在施用了BH4的ApoE-KO/eNOS-Tg小鼠中，损伤面积减小，而 且动脉硬化得到了抑制。
实施例13超氧化物的产生
分组，每组由6至8只小鼠(12周龄，ApoE-KO/eNOS-Tg)组成， 其中按照与实施例12相同的方式用添加了BH4或没有添加BH4的高 胆固醇饮食将所述小鼠喂养8周。从这些小鼠身上切下主动脉，去除 周围组织，将剩余部分放置在充满了pH为7.4的PBS的黑硅酮平皿 上。所述样品被放在避光盒子中以避免外部光线的干扰，然后向盒腔 内加入MCLA直至终浓度达到20μm/L。接着，对MCLA(2-甲基-6-(4- 甲氧基苯基)-3，7-二氢咪唑[1，2-a]吡嗪-3-酮-盐酸盐)与超氧化物阴离子 间反应所产生的光发射进行5分钟的测量。将该测量重复3次。
将光发射数据输入计算机中，所获得的非线性灰度图像被转化成 伪彩色图像。利用WinLight 32软件对由超氧化物所致的化学发光强 度进行分析。斑块区域定义为被苏丹III染色的区域。从每只小鼠随机 选出约10个斑块区域和10个非斑块区域(0.0012-0002cm2)，接着进行 测量。从每个化学发光信号强度中减去本底水平。图4显示通过将野 生型小鼠的测量值设置在1.0而计算得到的结果，该结果显示为相对 值。该图显示了每组的6至10只小鼠的平均值±标准偏差。在该图中， *代表相对于没有施用BH4的ApoE-KO/eNOS-Tg小鼠p＜0.01。

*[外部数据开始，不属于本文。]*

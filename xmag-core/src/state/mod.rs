//! Application state machine
//!
//! Gates the live viewer behind the title menu. The state machine is
//! explicit, finite, and deterministic; button levels are the only input.

pub mod events;
pub mod machine;

pub use events::Event;
pub use machine::AppState;
//! X-Mag Hardware Abstraction Layer
//!
//! This crate defines the narrow hardware capabilities the magnifier needs.
//! Board crates implement them over real registers; tests implement them
//! over plain memory.
//!
//! # Architecture
//!
//! ```text
//! ┌─────────────────────────────────────────┐
//! │  Application (xmag-firmware)            │
//! └─────────────────────────────────────────┘
//!                     │
//!                     ▼
//! ┌─────────────────────────────────────────┐
//! │  xmag-hal (this crate - traits)         │
//! └─────────────────────────────────────────┘
//!                     │
//!         ┌───────────┴───────────┐
//!         ▼                       ▼
//! ┌───────────────┐       ┌───────────────┐
//! │ xmag-hal-     │       │  test fakes   │
//! │    mzapo      │       │               │
//! └───────────────┘       └───────────────┘
//! ```
//!
//! # Traits
//!
//! - [`input::InputRegister`] - Knob and button word
//! - [`led::LedLine`] - Linear LED array
//! - [`display::DisplayBus`] - Raster-order pixel stream to the LCD
//! - [`Board`] - Everything above, as one bound

#![no_std]
#![deny(unsafe_code)]

pub mod display;
pub mod input;
pub mod led;

// Re-export key traits at crate root for convenience
pub use display::DisplayBus;
pub use input::InputRegister;
pub use led::LedLine;

/// A board that provides every capability the magnifier loop uses
pub trait Board: InputRegister + LedLine + DisplayBus {}

// Blanket implementation for types that implement all three traits
impl<T: InputRegister + LedLine + DisplayBus> Board for T {}
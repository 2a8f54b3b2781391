//! Viewport geometry
//!
//! Converts a pointer position and zoom factor into the rectangle of the
//! source raster that is visible after magnification.

pub mod viewport;

pub use viewport::{compute_viewport, plan_viewport, Viewport, Window};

在BH4施用组中，在以高胆固醇饮食饲养的ApoE-KO/eNOS-Tg 小鼠中，斑块区域中的超氧化物产生被显著降低，因此表明BH4具有 超氧化物抑制作用。
实施例14 NO的产生
从每只用高胆固醇饮食喂养了8周的12周龄小鼠 (ApoE-KO/eNOS-Tg)身上切下包含从主动脉弓至髂动脉分叉部位的 部分的主动脉。然后立即在pH为7.4的PBS中去除周围部分。将该 样品放置在充满了含1.5mmol/L氯化钙的磷酸盐缓冲液(pH为7.4) 的黑色平皿上，然后将该平皿放置在避光的盒子中从而避免外部光线 的干扰。

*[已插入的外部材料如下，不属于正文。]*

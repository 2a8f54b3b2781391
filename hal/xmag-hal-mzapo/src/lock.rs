//! Single-user lock
//!
//! The board is shared by several programs that all drive the same LCD and
//! LEDs. Each takes an exclusive advisory lock on a common file for as long
//! as it owns the hardware.

use std::fs::{File, OpenOptions, TryLockError};
use std::io;
use std::path::{Path, PathBuf};

use thiserror::Error;
use tracing::{debug, info, warn};

/// Lock file shared by programs that use the MZ_APO peripherals
pub const DEFAULT_LOCK_PATH: &str = "/tmp/mzapo-serialize.lock";

/// Failure to take the board lock
#[derive(Debug, Error)]
pub enum LockError {
    /// The lock file could not be created or opened
    #[error("cannot open lock file {path}: {source}")]
    Open {
        path: PathBuf,
        #[source]
        source: io::Error,
    },
    /// Another process holds the lock and waiting was not requested
    #[error("system is occupied: {path} is held by another process")]
    Busy { path: PathBuf },
    /// Locking failed for a reason other than contention
    #[error("cannot lock {path}: {source}")]
    Lock {
        path: PathBuf,
        #[source]
        source: io::Error,
    },
}

/// Exclusive hold on the board, released on drop
#[derive(Debug)]
pub struct SerializeLock {
    file: File,
    path: PathBuf,
}

impl SerializeLock {
    /// Take the lock at `path`
    ///
    /// If another process holds it, logs that the system is occupied and
    /// then either blocks until it is released (`wait`) or returns
    /// [`LockError::Busy`].
    pub fn acquire(path: impl AsRef<Path>, wait: bool) -> Result<Self, LockError> {
        let path = path.as_ref().to_path_buf();
        let file = OpenOptions::new()
            .read(true)
            .write(true)
            .create(true)
            .truncate(false)
            .open(&path)
            .map_err(|source| LockError::Open {
                path: path.clone(),
                source,
            })?;

        match file.try_lock() {
            Ok(()) => {}
            Err(TryLockError::WouldBlock) => {
                warn!(path = %path.display(), "system is occupied");
                if !wait {
                    return Err(LockError::Busy { path });
                }
                info!("waiting for the board to be released");
                file.lock().map_err(|source| LockError::Lock {
                    path: path.clone(),
                    source,
                })?;
            }
            Err(TryLockError::Error(source)) => {
                return Err(LockError::Lock { path, source });
            }
        }

        debug!(path = %path.display(), "board lock acquired");
        Ok(Self { file, path })
    }

    pub fn path(&self) -> &Path {
        &self.path
    }
}

impl Drop for SerializeLock {
    fn drop(&mut self) {
        if let Err(err) = self.file.unlock() {
            warn!(path = %self.path.display(), %err, "failed to release board lock");
        } else {
            debug!(path = %self.path.display(), "board lock released");
        }
    }
}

向其中加入二氨基荧光素-2二乙酸酯(DAF-2DA)直至终浓度达 到10μmol/L。然后，将样品置于室温下5分钟，接着用485nm的蓝 光进行激发。利用装备了中心为532nm的带通滤波器的发光扫描仪 检测由DAF-2 DA与NO之间的反应所产生的荧光，在515nm波长 的强度下进行1秒钟的测量。为了检测由主动脉内皮产生的NO，将 样品在1μmol/L乙酰胆碱溶液中放置5分钟，然后测定荧光图像。完 成每个实验后，为了确定被测定样品是斑块区域还是非斑块区域，将 该样品进行苏丹III染色并观察。将测量数据输入到计算机中，并利用 由NightOWL-显像系统提供的WinLight32软件对非斑块区域进行分 析。为了消除主动脉的胶原纤维的非特异性光发射或反射，从DAF反 应后的测量值中减去本底测量值。随机选取了至少10个非斑块区域 (0.0005至0.001cm2)，测定由于与NO反应所产生的荧光。产生NO 的量被表示为皮瓦/cm2。由内皮产生的NO量通过以下方式来获得： 从将样品置于乙酰胆碱溶液后获得的测量值中减去在样品没有被置于 乙酰胆碱溶液中的条件下获得的测量值。结果见图5。该图显示6次 独立实验的平均值±标准偏差。在图中，*表示相对于没有施用BH4的 ApoE-KO/eNOS-Tg小鼠p＜0.01。
在ApoE-KO/eNOS-Tg小鼠中，在被分析区域(非斑块区域)中NO 的产生明显增加，因此表明BH4具有促进NO产生的作用。
本发明的效果
本发明提供了一种预防性或治疗性药物，该药物有效对抗其中由 于eNOS的增多而使得eNOS不发挥其原有功能的状况、其中eNOS 基因过量表达的状况或由这种状况引起的多种疾病。